**Exercise:**
The listing below holds a line with "all required elements)" and a later line with "use crate::taxonomy::HenColor;". Write out those two lines and every line between them, exactly, and nothing else.

**Source material:**
################

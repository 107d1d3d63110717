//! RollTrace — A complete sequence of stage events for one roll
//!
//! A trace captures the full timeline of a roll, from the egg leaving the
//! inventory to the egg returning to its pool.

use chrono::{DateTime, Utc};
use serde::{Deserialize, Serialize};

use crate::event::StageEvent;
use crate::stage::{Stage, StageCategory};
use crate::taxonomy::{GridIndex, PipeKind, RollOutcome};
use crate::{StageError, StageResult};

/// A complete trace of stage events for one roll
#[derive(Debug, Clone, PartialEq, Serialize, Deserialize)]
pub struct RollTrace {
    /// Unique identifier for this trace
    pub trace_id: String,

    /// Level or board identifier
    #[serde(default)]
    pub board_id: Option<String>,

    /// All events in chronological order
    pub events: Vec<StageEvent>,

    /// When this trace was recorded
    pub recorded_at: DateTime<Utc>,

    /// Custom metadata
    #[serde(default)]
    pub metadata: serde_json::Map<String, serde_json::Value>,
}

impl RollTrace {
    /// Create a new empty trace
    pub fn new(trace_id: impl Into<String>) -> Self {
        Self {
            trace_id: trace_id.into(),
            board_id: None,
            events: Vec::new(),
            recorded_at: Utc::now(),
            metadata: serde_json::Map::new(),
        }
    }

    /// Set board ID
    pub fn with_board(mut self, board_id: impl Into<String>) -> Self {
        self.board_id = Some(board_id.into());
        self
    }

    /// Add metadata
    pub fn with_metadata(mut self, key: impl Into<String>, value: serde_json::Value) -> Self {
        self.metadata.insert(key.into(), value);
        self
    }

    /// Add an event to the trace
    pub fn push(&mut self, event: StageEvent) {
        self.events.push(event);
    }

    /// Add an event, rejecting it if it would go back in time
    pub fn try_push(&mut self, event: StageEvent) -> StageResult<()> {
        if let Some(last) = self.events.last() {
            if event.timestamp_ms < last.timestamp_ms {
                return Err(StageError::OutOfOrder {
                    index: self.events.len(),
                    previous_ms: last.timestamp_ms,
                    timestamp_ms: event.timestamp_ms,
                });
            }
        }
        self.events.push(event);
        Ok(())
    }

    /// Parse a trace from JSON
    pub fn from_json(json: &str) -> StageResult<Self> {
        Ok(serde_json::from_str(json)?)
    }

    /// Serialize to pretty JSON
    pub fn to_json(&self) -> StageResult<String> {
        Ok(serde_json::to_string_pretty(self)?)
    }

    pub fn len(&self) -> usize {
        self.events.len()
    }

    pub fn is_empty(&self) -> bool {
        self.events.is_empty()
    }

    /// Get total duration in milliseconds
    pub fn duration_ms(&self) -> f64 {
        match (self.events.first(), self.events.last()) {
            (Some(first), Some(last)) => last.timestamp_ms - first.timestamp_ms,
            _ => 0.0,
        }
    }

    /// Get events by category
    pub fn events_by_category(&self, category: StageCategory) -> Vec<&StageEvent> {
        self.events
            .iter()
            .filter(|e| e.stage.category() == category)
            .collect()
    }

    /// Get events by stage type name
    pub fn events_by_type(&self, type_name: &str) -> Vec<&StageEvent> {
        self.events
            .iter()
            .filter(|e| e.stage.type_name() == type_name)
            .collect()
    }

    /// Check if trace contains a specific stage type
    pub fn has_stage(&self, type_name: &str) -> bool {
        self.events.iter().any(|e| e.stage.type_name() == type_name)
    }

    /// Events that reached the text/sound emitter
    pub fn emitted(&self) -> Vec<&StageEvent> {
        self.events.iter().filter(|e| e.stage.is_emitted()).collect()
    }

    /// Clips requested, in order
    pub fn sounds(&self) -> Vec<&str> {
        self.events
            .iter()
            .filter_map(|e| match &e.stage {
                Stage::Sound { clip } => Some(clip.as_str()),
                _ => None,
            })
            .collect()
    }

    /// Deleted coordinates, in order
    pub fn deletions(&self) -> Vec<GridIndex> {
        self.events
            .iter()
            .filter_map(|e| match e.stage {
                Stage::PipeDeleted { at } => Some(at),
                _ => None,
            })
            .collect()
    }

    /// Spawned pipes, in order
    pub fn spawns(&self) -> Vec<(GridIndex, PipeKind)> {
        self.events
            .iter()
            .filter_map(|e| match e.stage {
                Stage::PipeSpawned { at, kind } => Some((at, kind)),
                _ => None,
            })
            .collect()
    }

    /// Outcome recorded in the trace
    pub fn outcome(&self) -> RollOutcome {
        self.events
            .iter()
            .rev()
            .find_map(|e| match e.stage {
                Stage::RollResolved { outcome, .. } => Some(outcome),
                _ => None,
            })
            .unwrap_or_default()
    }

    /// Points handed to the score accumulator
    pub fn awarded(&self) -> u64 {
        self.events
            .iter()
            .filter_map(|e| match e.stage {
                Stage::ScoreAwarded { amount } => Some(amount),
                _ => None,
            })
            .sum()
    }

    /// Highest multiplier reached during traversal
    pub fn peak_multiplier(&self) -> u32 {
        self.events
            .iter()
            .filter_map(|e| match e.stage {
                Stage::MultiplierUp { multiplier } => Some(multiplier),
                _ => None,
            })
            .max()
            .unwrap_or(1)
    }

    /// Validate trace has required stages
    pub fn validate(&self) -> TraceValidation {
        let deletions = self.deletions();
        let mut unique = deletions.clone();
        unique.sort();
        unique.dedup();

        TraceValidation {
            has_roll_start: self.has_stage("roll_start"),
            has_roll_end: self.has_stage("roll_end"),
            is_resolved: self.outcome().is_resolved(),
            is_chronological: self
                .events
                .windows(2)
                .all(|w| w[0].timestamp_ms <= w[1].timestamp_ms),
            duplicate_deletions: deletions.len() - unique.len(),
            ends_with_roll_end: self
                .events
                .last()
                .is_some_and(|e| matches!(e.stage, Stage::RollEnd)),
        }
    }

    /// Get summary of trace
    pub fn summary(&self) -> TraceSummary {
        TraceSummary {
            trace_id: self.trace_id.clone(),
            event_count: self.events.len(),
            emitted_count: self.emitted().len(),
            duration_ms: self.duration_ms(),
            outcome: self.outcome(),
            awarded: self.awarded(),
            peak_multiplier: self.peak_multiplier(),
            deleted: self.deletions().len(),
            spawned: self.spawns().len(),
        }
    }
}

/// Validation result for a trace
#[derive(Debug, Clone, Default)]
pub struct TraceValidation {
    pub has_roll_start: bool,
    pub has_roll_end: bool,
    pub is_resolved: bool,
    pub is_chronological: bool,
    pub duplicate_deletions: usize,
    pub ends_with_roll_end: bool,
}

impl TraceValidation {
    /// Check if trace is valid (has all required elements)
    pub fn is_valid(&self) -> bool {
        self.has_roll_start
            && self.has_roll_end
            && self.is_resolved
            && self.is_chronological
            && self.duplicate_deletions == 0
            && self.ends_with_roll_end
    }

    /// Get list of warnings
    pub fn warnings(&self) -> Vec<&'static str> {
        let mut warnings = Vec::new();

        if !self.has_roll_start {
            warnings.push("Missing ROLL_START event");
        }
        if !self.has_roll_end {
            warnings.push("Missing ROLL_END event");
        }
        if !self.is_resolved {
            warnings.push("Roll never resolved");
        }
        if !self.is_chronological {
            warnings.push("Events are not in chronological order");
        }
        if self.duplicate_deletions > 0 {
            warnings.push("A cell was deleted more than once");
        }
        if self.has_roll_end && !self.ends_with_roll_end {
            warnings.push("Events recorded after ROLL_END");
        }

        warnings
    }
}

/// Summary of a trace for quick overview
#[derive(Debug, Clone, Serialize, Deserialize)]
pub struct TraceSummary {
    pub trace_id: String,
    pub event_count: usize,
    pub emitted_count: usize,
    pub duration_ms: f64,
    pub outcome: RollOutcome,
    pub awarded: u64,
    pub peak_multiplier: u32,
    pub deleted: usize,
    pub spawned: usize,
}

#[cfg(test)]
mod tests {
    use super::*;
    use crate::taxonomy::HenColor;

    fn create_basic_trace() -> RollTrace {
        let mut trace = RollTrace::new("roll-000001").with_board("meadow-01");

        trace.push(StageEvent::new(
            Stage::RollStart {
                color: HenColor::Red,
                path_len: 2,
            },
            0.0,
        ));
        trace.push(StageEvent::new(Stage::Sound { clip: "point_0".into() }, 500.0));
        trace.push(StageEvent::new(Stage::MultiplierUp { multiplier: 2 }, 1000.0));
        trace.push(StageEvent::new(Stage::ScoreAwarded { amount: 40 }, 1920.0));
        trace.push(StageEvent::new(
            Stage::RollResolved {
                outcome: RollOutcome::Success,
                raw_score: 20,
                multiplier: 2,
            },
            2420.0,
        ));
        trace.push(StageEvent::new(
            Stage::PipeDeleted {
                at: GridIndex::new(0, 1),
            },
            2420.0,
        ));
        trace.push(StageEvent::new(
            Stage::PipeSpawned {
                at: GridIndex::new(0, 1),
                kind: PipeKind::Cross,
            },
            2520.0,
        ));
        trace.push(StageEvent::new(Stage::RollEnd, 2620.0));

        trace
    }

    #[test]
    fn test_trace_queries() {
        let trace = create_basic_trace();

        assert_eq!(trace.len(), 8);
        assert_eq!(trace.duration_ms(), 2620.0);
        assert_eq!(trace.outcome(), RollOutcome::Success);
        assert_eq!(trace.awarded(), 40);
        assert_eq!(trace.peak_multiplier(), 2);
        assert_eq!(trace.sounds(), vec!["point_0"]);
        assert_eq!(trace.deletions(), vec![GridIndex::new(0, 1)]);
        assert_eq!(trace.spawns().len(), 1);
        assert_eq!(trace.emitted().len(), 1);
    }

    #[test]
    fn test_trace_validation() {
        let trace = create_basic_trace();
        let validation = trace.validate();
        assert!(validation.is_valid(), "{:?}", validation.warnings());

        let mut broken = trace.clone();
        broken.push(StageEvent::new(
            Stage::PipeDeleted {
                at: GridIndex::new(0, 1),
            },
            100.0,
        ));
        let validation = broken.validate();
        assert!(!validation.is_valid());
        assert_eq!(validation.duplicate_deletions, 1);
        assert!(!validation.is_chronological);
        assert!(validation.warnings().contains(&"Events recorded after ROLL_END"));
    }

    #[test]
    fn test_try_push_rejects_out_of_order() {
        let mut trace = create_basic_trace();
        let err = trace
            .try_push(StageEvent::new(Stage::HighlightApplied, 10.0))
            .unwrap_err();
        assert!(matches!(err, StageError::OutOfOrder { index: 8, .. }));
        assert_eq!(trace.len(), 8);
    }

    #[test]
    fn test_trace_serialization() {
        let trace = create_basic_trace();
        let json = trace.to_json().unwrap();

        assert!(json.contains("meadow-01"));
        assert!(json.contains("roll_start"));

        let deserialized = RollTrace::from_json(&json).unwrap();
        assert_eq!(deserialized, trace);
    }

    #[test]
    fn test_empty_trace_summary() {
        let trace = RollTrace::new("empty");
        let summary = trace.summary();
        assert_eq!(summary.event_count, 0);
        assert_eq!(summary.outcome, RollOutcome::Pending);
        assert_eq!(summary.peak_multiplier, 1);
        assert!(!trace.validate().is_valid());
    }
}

################

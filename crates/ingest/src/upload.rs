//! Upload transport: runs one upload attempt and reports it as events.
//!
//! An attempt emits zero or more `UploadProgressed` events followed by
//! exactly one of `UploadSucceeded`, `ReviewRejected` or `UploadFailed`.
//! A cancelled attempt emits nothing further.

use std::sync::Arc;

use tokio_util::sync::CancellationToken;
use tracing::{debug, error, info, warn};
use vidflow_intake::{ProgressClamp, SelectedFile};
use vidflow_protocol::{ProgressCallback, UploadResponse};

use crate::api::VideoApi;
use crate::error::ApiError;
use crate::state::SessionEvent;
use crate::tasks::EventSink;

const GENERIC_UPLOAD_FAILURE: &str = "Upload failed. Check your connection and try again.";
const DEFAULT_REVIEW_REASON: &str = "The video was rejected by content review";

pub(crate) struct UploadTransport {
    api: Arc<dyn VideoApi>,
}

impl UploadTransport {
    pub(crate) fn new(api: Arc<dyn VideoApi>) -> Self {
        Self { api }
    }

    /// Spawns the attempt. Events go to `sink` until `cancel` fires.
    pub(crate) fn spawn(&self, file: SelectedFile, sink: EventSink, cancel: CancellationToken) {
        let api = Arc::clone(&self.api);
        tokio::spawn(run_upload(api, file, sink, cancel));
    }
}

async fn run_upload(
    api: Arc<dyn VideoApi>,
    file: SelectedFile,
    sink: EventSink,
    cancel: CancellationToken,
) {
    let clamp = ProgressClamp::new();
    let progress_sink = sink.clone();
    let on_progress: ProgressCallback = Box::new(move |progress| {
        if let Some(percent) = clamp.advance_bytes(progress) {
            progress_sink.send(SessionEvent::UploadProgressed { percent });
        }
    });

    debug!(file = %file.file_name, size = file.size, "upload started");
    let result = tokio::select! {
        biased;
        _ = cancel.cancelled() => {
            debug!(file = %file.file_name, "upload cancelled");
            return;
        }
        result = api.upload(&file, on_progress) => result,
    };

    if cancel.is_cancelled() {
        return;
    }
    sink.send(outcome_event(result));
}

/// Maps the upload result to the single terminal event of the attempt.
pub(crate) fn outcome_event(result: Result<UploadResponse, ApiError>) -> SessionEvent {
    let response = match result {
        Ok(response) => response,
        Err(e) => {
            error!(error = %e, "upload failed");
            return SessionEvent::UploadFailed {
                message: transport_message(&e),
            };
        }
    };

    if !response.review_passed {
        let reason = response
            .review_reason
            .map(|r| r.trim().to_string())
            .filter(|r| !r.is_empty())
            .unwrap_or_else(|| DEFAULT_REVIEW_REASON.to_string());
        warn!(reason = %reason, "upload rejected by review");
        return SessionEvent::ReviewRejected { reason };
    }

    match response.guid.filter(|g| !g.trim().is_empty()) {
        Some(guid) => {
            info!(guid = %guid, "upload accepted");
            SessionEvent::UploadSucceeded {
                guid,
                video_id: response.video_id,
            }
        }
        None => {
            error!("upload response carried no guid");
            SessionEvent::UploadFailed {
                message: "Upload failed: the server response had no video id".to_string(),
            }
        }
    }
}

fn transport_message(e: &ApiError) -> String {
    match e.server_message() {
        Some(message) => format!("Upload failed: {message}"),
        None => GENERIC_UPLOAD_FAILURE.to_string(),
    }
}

################

**Task result:**
    /// Check if trace is valid (has all required elements)
    pub fn is_valid(&self) -> bool {
        self.has_roll_start
            && self.has_roll_end
            && self.is_resolved
            && self.is_chronological
            && self.duplicate_deletions == 0
            && self.ends_with_roll_end
    }

    /// Get list of warnings
    pub fn warnings(&self) -> Vec<&'static str> {
        let mut warnings = Vec::new();

        if !self.has_roll_start {
            warnings.push("Missing ROLL_START event");
        }
        if !self.has_roll_end {
            warnings.push("Missing ROLL_END event");
        }
        if !self.is_resolved {
            warnings.push("Roll never resolved");
        }
        if !self.is_chronological {
            warnings.push("Events are not in chronological order");
        }
        if self.duplicate_deletions > 0 {
            warnings.push("A cell was deleted more than once");
        }
        if self.has_roll_end && !self.ends_with_roll_end {
            warnings.push("Events recorded after ROLL_END");
        }

        warnings
    }
}

/// Summary of a trace for quick overview
#[derive(Debug, Clone, Serialize, Deserialize)]
pub struct TraceSummary {
    pub trace_id: String,
    pub event_count: usize,
    pub emitted_count: usize,
    pub duration_ms: f64,
    pub outcome: RollOutcome,
    pub awarded: u64,
    pub peak_multiplier: u32,
    pub deleted: usize,
    pub spawned: usize,
}

#[cfg(test)]
mod tests {
    use super::*;
    use crate::taxonomy::HenColor;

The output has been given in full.